A typical overview of grid-connected PVS

The control system is shown in Fig. 3 monitor and controls all converters to extract maximum power from the PVS and to deliver power to the grid with the following predefined standards (Table 1). This block also controls the circuit breakers to make or break the PVS from the grid. During night-time, faulty condition or standalone operation control systems disconnects the PVS from the grid.

Table 1 Standards associated with grid integration of PVS [12, 14, 15]

Grid interfaced solar PVs are categorized into four different (Fig. 4) types based on the configuration [2]. Central inverter (CI) based PV configuration illustrated in Fig. 4a is mostly adaptive configuration due to simple structure. CI configuration consists of a minimal component count for PCU, and one low-frequency transformer is sufficient to provide galvanic isolation. Therefore, the cost and the losses associated with CI configurations are very less. Usually, these configurations are having an efficiency of typically 95–98% [16]. Because of the aforementioned benefits and ease of control, this configuration is more suitable for large-scale PVS. Apart from the benefits, CI configuration has poor MPPT tracking due to a single inverter for multiple strings. Multilevel inverter topologies are more suitable for CI-based PV systems. Over the past years, researchers have proposed various multilevel inverter topologies for transformerless grid interfaced PVS and which are consolidated in [17,18,19,20,21].

Fig. 4

Grid-tied PVS configurations, a central inverter configuration, b string inverter configuration, c multi-string inverter configuration, d module inverter configuration

String inverter (SI) configuration illustrated in Fig. 4b consists of individual inverters for each string to improve MPPT (power yielding capability is increased by 1–3%) [22]. SI configuration consists of more conversion stages compared to the aforementioned configuration and also each string requires an individual LF transformer, which results in 60% expensive than CI configuration and increases the losses. Due to that SI configuration is preferable for medium-scale PVS.

The multi-string configuration in Fig. 4c combines the benefits of the CI configuration as well as the SI configuration. DC–DC converter yields the maximum output from individual strings similar to SIs and forms DC bus and followed by CI to interface with the grid results reduction in transformer count to one.

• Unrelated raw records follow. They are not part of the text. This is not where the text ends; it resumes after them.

// Copyright 2026 the Flicker Authors
// SPDX-License-Identifier: Apache-2.0 OR MIT

//! Snapshot node data model.
//!
//! A *node* is one reconstructed element of a snapshot hierarchy. Each node
//! has:
//!
//! - An arena handle ([`NodeIdx`]) valid for the snapshot that owns it.
//! - The capture [`Record`] it was built from (a layer or a window).
//! - Topology: an owning `children` list and a non-owning `parent` index used
//!   only for upward walks. Both are indices into the same arena, so the
//!   structure can never form a reference cycle.
//!
//! Visibility is not stored on the node; see
//! [`Snapshot::visibility`](crate::Snapshot::visibility).

mod id;
mod record;
mod visibility;

use alloc::vec::Vec;

pub use id::NodeIdx;
pub use record::{LayerRecord, Record, RecordData, WindowKind, WindowRecord, WindowRole};
pub use visibility::{InvisibleReason, Visibility};

/// A reconstructed node.
#[derive(Clone, Debug, PartialEq)]
pub struct Node {
    /// The record this node was built from.
    pub record: Record,
    /// Parent node, or `None` for a top-level root.
    pub parent: Option<NodeIdx>,
    /// Children in capture order.
    pub children: Vec<NodeIdx>,
    /// Distance from the top-level roots (roots are depth `0`).
    pub depth: u32,
}

impl Node {
    /// Capture identity.
    #[inline]
    #[must_use]
    pub fn id(&self) -> i32 {
        self.record.id
    }

    /// Node name.
    #[inline]
    #[must_use]
    pub fn name(&self) -> &str {
        &self.record.name
    }

    /// Layer payload, if any.
    #[inline]
    #[must_use]
    pub fn layer(&self) -> Option<&LayerRecord> {
        self.record.as_layer()
    }

    /// Window payload, if any.
    #[inline]
    #[must_use]
    pub fn window(&self) -> Option<&WindowRecord> {
        self.record.as_window()
    }
}
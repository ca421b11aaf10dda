// Copyright 2026 the Flicker Authors
// SPDX-License-Identifier: Apache-2.0 OR MIT

//! Binary trace container.
//!
//! All integers are little-endian. Layout:
//!
//! ```text
//! header   "FLKR" | version: u16 | kind: u8 (0 layers, 1 windows)
//! entry    TAG_ENTRY | timestamp: i64 | record_count: u32 | record*
//! record   TAG_LAYER | TAG_WINDOW | id: i32 | parent_id: i32 | name | payload
//! name     len: u32 | utf-8 bytes
//! layer    hidden: u8 | color_fill: u8 | has_buffer: u8 | alpha: f32 | z: i32
//!          | bounds: 4 x f64 | rect_count: u32 | rect_count x (4 x i32)
//! window   role: u8 | kind: u8 | visible: u8 | frame: 4 x i32
//! ```
//!
//! [`decode`] is all-or-nothing: truncation, an unknown tag, or a record of
//! the wrong kind fails the whole buffer. [`TraceWriter`] produces the same
//! format.

use alloc::string::String;
use alloc::vec::Vec;
use core::fmt;

use kurbo::Rect;

use crate::diag::{Diagnostics, EntryDecodedEvent};
use crate::error::DecodeError;
use crate::node::{LayerRecord, Record, RecordData, WindowKind, WindowRecord, WindowRole};
use crate::region::{RectRegion, Region};

/// Leading bytes of every container.
pub const MAGIC: [u8; 4] = *b"FLKR";
/// Container version written and accepted.
pub const VERSION: u16 = 1;

const TAG_ENTRY: u8 = 0x01;
const TAG_LAYER: u8 = 0x10;
const TAG_WINDOW: u8 = 0x11;

/// Which capture facility produced a trace.
#[derive(Clone, Copy, Debug, Default, PartialEq, Eq, Hash)]
pub enum TraceKind {
    /// Compositor layer captures.
    #[default]
    Layers,
    /// Window-manager captures.
    Windows,
}

impl TraceKind {
    const fn to_byte(self) -> u8 {
        match self {
            Self::Layers => 0,
            Self::Windows => 1,
        }
    }

    const fn record_tag(self) -> u8 {
        match self {
            Self::Layers => TAG_LAYER,
            Self::Windows => TAG_WINDOW,
        }
    }

    /// Lowercase label used in reports and exports.
    #[must_use]
    pub const fn as_str(self) -> &'static str {
        match self {
            Self::Layers => "layers",
            Self::Windows => "windows",
        }
    }
}

impl fmt::Display for TraceKind {
    fn fmt(&self, f: &mut fmt::Formatter<'_>) -> fmt::Result {
        f.write_str(self.as_str())
    }
}

/// One decoded, still flat, container entry.
#[derive(Clone, Debug, PartialEq)]
pub struct DecodedEntry {
    /// Capture timestamp.
    pub timestamp: i64,
    /// Records in container order.
    pub records: Vec<Record>,
}

/// A fully decoded container.
#[derive(Clone, Debug, PartialEq)]
pub struct DecodedTrace {
    /// Trace kind from the header.
    pub kind: TraceKind,
    /// Entries in container order.
    pub entries: Vec<DecodedEntry>,
}

/// Decodes a container buffer.
pub fn decode(bytes: &[u8]) -> Result<DecodedTrace, DecodeError> {
    decode_with(bytes, &mut Diagnostics::none())
}

/// Decodes a container buffer, reporting each entry to `diag`.
pub fn decode_with(bytes: &[u8], diag: &mut Diagnostics<'_>) -> Result<DecodedTrace, DecodeError> {
    let mut reader = Reader { data: bytes, pos: 0 };

    let magic = reader.take(MAGIC.len()).map_err(|_| DecodeError::BadMagic)?;
    if magic != MAGIC.as_slice() {
        return Err(DecodeError::BadMagic);
    }
    let version = reader.read_u16()?;
    if version != VERSION {
        return Err(DecodeError::UnsupportedVersion(version));
    }
    let kind = match reader.read_u8()? {
        0 => TraceKind::Layers,
        1 => TraceKind::Windows,
        other => return Err(DecodeError::UnknownKind(other)),
    };

    let mut entries = Vec::new();
    while !reader.is_at_end() {
        let offset = reader.pos;
        let tag = reader.read_u8()?;
        if tag != TAG_ENTRY {
            return Err(DecodeError::UnknownTag { tag, offset });
        }
        let timestamp = reader.read_i64()?;
        let count = reader.read_len()?;
        let mut records = Vec::with_capacity(count.min(reader.remaining()));
        for _ in 0..count {
            records.push(reader.read_record(kind)?);
        }
        diag.entry_decoded(&EntryDecodedEvent {
            timestamp,
            record_count: records.len(),
        });
        entries.push(DecodedEntry { timestamp, records });
    }

    Ok(DecodedTrace { kind, entries })
}

struct Reader<'a> {
    data: &'a [u8],
    pos: usize,
}

impl<'a> Reader<'a> {
    fn remaining(&self) -> usize {
        self.data.len() - self.pos
    }

    fn is_at_end(&self) -> bool {
        self.pos >= self.data.len()
    }

    fn take(&mut self, n: usize) -> Result<&'a [u8], DecodeError> {
        if self.remaining() < n {
            return Err(DecodeError::Truncated { offset: self.pos });
        }
        let bytes = &self.data[self.pos..self.pos + n];
        self.pos += n;
        Ok(bytes)
    }

    fn array<const N: usize>(&mut self) -> Result<[u8; N], DecodeError> {
        let offset = self.pos;
        self.take(N)?
            .try_into()
            .map_err(|_| DecodeError::Truncated { offset })
    }

    fn read_u8(&mut self) -> Result<u8, DecodeError> {
        Ok(self.array::<1>()?[0])
    }

    fn read_bool(&mut self) -> Result<bool, DecodeError> {
        Ok(self.read_u8()? != 0)
    }

    fn read_u16(&mut self) -> Result<u16, DecodeError> {
        self.array().map(u16::from_le_bytes)
    }

    fn read_u32(&mut self) -> Result<u32, DecodeError> {
        self.array().map(u32::from_le_bytes)
    }

    fn read_i32(&mut self) -> Result<i32, DecodeError> {
        self.array().map(i32::from_le_bytes)
    }

    fn read_i64(&mut self) -> Result<i64, DecodeError> {
        self.array().map(i64::from_le_bytes)
    }

    fn read_f32(&mut self) -> Result<f32, DecodeError> {
        self.array().map(f32::from_le_bytes)
    }

    fn read_f64(&mut self) -> Result<f64, DecodeError> {
        self.array().map(f64::from_le_bytes)
    }

    fn read_len(&mut self) -> Result<usize, DecodeError> {
        let offset = self.pos;
        let len = self.read_u32()?;
        usize::try_from(len).map_err(|_| DecodeError::Truncated { offset })
    }

    fn read_rect(&mut self) -> Result<RectRegion, DecodeError> {
        Ok(RectRegion::new(
            self.read_i32()?,
            self.read_i32()?,
            self.read_i32()?,
            self.read_i32()?,
        ))
    }

    fn read_name(&mut self) -> Result<String, DecodeError> {
        let len = self.read_len()?;
        let offset = self.pos;
        let bytes = self.take(len)?;
        core::str::from_utf8(bytes)
            .map(String::from)
            .map_err(|_| DecodeError::InvalidName { offset })
    }

    fn read_record(&mut self, kind: TraceKind) -> Result<Record, DecodeError> {
        let offset = self.pos;
        let tag = self.read_u8()?;
        if tag != TAG_LAYER && tag != TAG_WINDOW {
            return Err(DecodeError::UnknownTag { tag, offset });
        }
        if tag != kind.record_tag() {
            return Err(DecodeError::KindMismatch { offset });
        }
        let id = self.read_i32()?;
        let parent_id = self.read_i32()?;
        let name = self.read_name()?;
        let data = if tag == TAG_LAYER {
            RecordData::Layer(self.read_layer()?)
        } else {
            RecordData::Window(self.read_window()?)
        };
        Ok(Record {
            id,
            parent_id,
            name,
            data,
        })
    }

    fn read_layer(&mut self) -> Result<LayerRecord, DecodeError> {
        let hidden = self.read_bool()?;
        let color_fill = self.read_bool()?;
        let has_buffer = self.read_bool()?;
        let alpha = self.read_f32()?;
        let z = self.read_i32()?;
        let bounds = Rect::new(
            self.read_f64()?,
            self.read_f64()?,
            self.read_f64()?,
            self.read_f64()?,
        );
        let rect_count = self.read_len()?;
        let mut visible_region = Region::new();
        for _ in 0..rect_count {
            visible_region.push(self.read_rect()?);
        }
        Ok(LayerRecord {
            hidden,
            color_fill,
            has_buffer,
            alpha,
            z,
            visible_region,
            bounds,
        })
    }

    fn read_window(&mut self) -> Result<WindowRecord, DecodeError> {
        let offset = self.pos;
        let role = match self.read_u8()? {
            0 => WindowRole::Container,
            1 => WindowRole::Task,
            2 => WindowRole::Activity,
            3 => WindowRole::Token,
            4 => WindowRole::Window,
            tag => return Err(DecodeError::UnknownTag { tag, offset }),
        };
        let offset = self.pos;
        let kind = match self.read_u8()? {
            0 => WindowKind::AboveApp,
            1 => WindowKind::App,
            2 => WindowKind::BelowApp,
            3 => WindowKind::Ime,
            4 => WindowKind::Other,
            tag => return Err(DecodeError::UnknownTag { tag, offset }),
        };
        let visible = self.read_bool()?;
        let frame = self.read_rect()?;
        Ok(WindowRecord {
            role,
            kind,
            visible,
            frame,
        })
    }
}

/// Encodes records into the container format.
///
/// The header is written on construction; each [`push_entry`](Self::push_entry)
/// appends one timestamped entry.
#[derive(Debug)]
pub struct TraceWriter {
    buf: Vec<u8>,
}

impl TraceWriter {
    /// Starts a container of the given kind.
    #[must_use]
    pub fn new(kind: TraceKind) -> Self {
        let mut writer = Self { buf: Vec::new() };
        writer.buf.extend_from_slice(&MAGIC);
        writer.buf.extend_from_slice(&VERSION.to_le_bytes());
        writer.write_u8(kind.to_byte());
        writer
    }

    /// Appends one entry.
    ///
    /// Records are written as given; mixing layer and window records
    /// produces a container that [`decode`] rejects.
    pub fn push_entry<'r>(
        &mut self,
        timestamp: i64,
        records: impl IntoIterator<Item = &'r Record, IntoIter: ExactSizeIterator>,
    ) {
        let records = records.into_iter();
        self.write_u8(TAG_ENTRY);
        self.buf.extend_from_slice(&timestamp.to_le_bytes());
        self.write_len(records.len());
        for record in records {
            self.write_record(record);
        }
    }

    /// Returns a view of the encoded bytes.
    #[must_use]
    pub fn as_bytes(&self) -> &[u8] {
        &self.buf
    }

    /// Consumes the writer and returns the encoded bytes.
    #[must_use]
    pub fn into_bytes(self) -> Vec<u8> {
        self.buf
    }

    fn write_u8(&mut self, v: u8) {
        self.buf.push(v);
    }

    fn write_i32(&mut self, v: i32) {
        self.buf.extend_from_slice(&v.to_le_bytes());
    }

    fn write_len(&mut self, len: usize) {
        #[expect(
            clippy::cast_possible_truncation,
            reason = "entries, names and regions are far below u32::MAX"
        )]
        let len = len as u32;
        self.buf.extend_from_slice(&len.to_le_bytes());
    }

    fn write_rect(&mut self, r: RectRegion) {
        self.write_i32(r.left);
        self.write_i32(r.top);
        self.write_i32(r.right);
        self.write_i32(r.bottom);
    }

    fn write_record(&mut self, record: &Record) {
        self.write_u8(match record.data {
            RecordData::Layer(_) => TAG_LAYER,
            RecordData::Window(_) => TAG_WINDOW,
        });
        self.write_i32(record.id);
        self.write_i32(record.parent_id);
        self.write_len(record.name.len());
        self.buf.extend_from_slice(record.name.as_bytes());
        match &record.data {
            RecordData::Layer(layer) => self.write_layer(layer),
            RecordData::Window(window) => self.write_window(window),
        }
    }

    fn write_layer(&mut self, layer: &LayerRecord) {
        self.write_u8(u8::from(layer.hidden));
        self.write_u8(u8::from(layer.color_fill));
        self.write_u8(u8::from(layer.has_buffer));
        self.buf.extend_from_slice(&layer.alpha.to_le_bytes());
        self.write_i32(layer.z);
        let b = layer.bounds;
        for v in [b.x0, b.y0, b.x1, b.y1] {
            self.buf.extend_from_slice(&v.to_le_bytes());
        }
        let rects = layer.visible_region.rects();
        self.write_len(rects.len());
        for &r in rects {
            self.write_rect(r);
        }
    }

    fn write_window(&mut self, window: &WindowRecord) {
        self.write_u8(match window.role {
            WindowRole::Container => 0,
            WindowRole::Task => 1,
            WindowRole::Activity => 2,
            WindowRole::Token => 3,
            WindowRole::Window => 4,
        });
        self.write_u8(match window.kind {
            WindowKind::AboveApp => 0,
            WindowKind::App => 1,
            WindowKind::BelowApp => 2,
            WindowKind::Ime => 3,
            WindowKind::Other => 4,
        });
        self.write_u8(u8::from(window.visible));
        self.write_rect(window.frame);
    }
}
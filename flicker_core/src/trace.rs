// Copyright 2026 the Flicker Authors
// SPDX-License-Identifier: Apache-2.0 OR MIT

//! Time-ordered sequences of snapshots.

use alloc::string::String;
use alloc::vec::Vec;

use crate::builder::{BuildOptions, SnapshotBuilder};
use crate::diag::Diagnostics;
use crate::error::TraceError;
use crate::snapshot::Snapshot;
use crate::wire::{self, TraceKind};

/// A parsed capture: one [`Snapshot`] per container entry.
///
/// Loading is all-or-nothing; the first decode, structural, or rejected
/// orphan error aborts the whole parse.
#[derive(Clone, Debug, Default, PartialEq)]
pub struct Trace {
    kind: TraceKind,
    entries: Vec<Snapshot>,
    sorted: bool,
    source: Option<String>,
}

impl Trace {
    /// Parses container bytes with default [`BuildOptions`].
    pub fn parse(bytes: &[u8]) -> Result<Self, TraceError> {
        Self::parse_with(bytes, &mut BuildOptions::default(), &mut Diagnostics::none())
    }

    /// Parses container bytes with explicit options and diagnostics.
    pub fn parse_with(
        bytes: &[u8],
        options: &mut BuildOptions<'_>,
        diag: &mut Diagnostics<'_>,
    ) -> Result<Self, TraceError> {
        let decoded = wire::decode_with(bytes, diag)?;
        let mut entries = Vec::with_capacity(decoded.entries.len());
        for entry in decoded.entries {
            let mut builder = SnapshotBuilder::with_capacity(entry.timestamp, entry.records.len());
            builder.extend(entry.records)?;
            entries.push(builder.build(options, diag)?);
        }
        Ok(Self::from_snapshots(decoded.kind, entries))
    }

    /// Wraps already built snapshots.
    #[must_use]
    pub fn from_snapshots(kind: TraceKind, entries: Vec<Snapshot>) -> Self {
        let sorted = entries
            .windows(2)
            .all(|w| w[0].timestamp() <= w[1].timestamp());
        Self {
            kind,
            entries,
            sorted,
            source: None,
        }
    }

    /// Attaches a human-readable origin (usually a file path) for reports.
    #[must_use]
    pub fn with_source(mut self, source: impl Into<String>) -> Self {
        self.source = Some(source.into());
        self
    }

    /// Origin attached with [`with_source`](Self::with_source).
    #[must_use]
    pub fn source(&self) -> Option<&str> {
        self.source.as_deref()
    }

    /// Trace kind.
    #[must_use]
    pub fn kind(&self) -> TraceKind {
        self.kind
    }

    /// Snapshots in capture order.
    #[must_use]
    pub fn entries(&self) -> &[Snapshot] {
        &self.entries
    }

    /// Number of snapshots.
    #[must_use]
    pub fn len(&self) -> usize {
        self.entries.len()
    }

    /// Returns `true` if the trace has no snapshots.
    #[must_use]
    pub fn is_empty(&self) -> bool {
        self.entries.is_empty()
    }

    /// First snapshot.
    #[must_use]
    pub fn first(&self) -> Option<&Snapshot> {
        self.entries.first()
    }

    /// Last snapshot.
    #[must_use]
    pub fn last(&self) -> Option<&Snapshot> {
        self.entries.last()
    }

    /// The snapshot captured at exactly `timestamp`.
    pub fn entry(&self, timestamp: i64) -> Result<&Snapshot, TraceError> {
        self.entry_with(timestamp, &mut Diagnostics::none())
    }

    /// Like [`entry`](Self::entry), reporting misses to `diag`.
    pub fn entry_with(
        &self,
        timestamp: i64,
        diag: &mut Diagnostics<'_>,
    ) -> Result<&Snapshot, TraceError> {
        let found = if self.sorted {
            self.entries
                .binary_search_by_key(&timestamp, Snapshot::timestamp)
                .ok()
                .map(|i| &self.entries[i])
        } else {
            self.entries.iter().find(|s| s.timestamp() == timestamp)
        };
        found.ok_or_else(|| {
            diag.lookup_miss(timestamp);
            TraceError::EntryNotFound { timestamp }
        })
    }

    /// Snapshots whose timestamps fall in `from..=to`, in capture order.
    pub fn range(&self, from: i64, to: i64) -> impl Iterator<Item = &Snapshot> + '_ {
        self.entries
            .iter()
            .filter(move |s| (from..=to).contains(&s.timestamp()))
    }
}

Therefore, improved efficiency and lower cost are achieved due to the reduction in the number of the transformers as compared to SI configuration, [2, 22]. Figure 4d shows the module inverter configuration; each module consists of individual inverter results increase in the power yielding capability. Due to a large number of component counts, these are suitable for small-scale applications [23].

Overall, transformerless inverters especially in string configuration have gained more attention due to demands of high efficiency, power density, and low cost. However, it causes fundamental safety problems and PV system degradation due to the existence of leakage current and DC injection into the grid. Therefore, this chapter mainly deals with the transformerless string inverter topological configurations to mitigate the leakage current to interconnect the PV plant with a grid.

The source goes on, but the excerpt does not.